▶ PROBLEM: Below are the data; count the lines with the string "Network" in them and give that number only.

▶ GIVEN INFORMATION:

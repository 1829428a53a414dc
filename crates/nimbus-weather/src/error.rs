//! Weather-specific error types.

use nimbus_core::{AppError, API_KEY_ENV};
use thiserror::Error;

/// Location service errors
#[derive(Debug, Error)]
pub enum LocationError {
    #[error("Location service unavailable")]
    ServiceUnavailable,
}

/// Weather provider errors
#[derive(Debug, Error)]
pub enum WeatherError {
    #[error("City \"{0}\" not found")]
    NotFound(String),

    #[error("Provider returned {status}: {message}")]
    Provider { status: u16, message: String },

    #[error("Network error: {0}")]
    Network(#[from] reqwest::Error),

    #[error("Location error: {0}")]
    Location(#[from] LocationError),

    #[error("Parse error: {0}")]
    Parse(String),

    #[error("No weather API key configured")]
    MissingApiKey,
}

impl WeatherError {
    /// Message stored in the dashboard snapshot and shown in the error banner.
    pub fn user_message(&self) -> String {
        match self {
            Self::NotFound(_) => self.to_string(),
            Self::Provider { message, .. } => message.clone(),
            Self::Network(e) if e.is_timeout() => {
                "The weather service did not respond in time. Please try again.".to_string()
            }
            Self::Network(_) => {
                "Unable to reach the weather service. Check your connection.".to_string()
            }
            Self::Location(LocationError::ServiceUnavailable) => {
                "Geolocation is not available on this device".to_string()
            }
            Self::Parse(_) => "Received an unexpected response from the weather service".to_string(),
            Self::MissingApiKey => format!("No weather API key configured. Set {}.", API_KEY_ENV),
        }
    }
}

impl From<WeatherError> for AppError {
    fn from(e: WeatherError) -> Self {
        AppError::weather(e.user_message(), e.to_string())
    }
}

▶ ANSWER SPACE: 4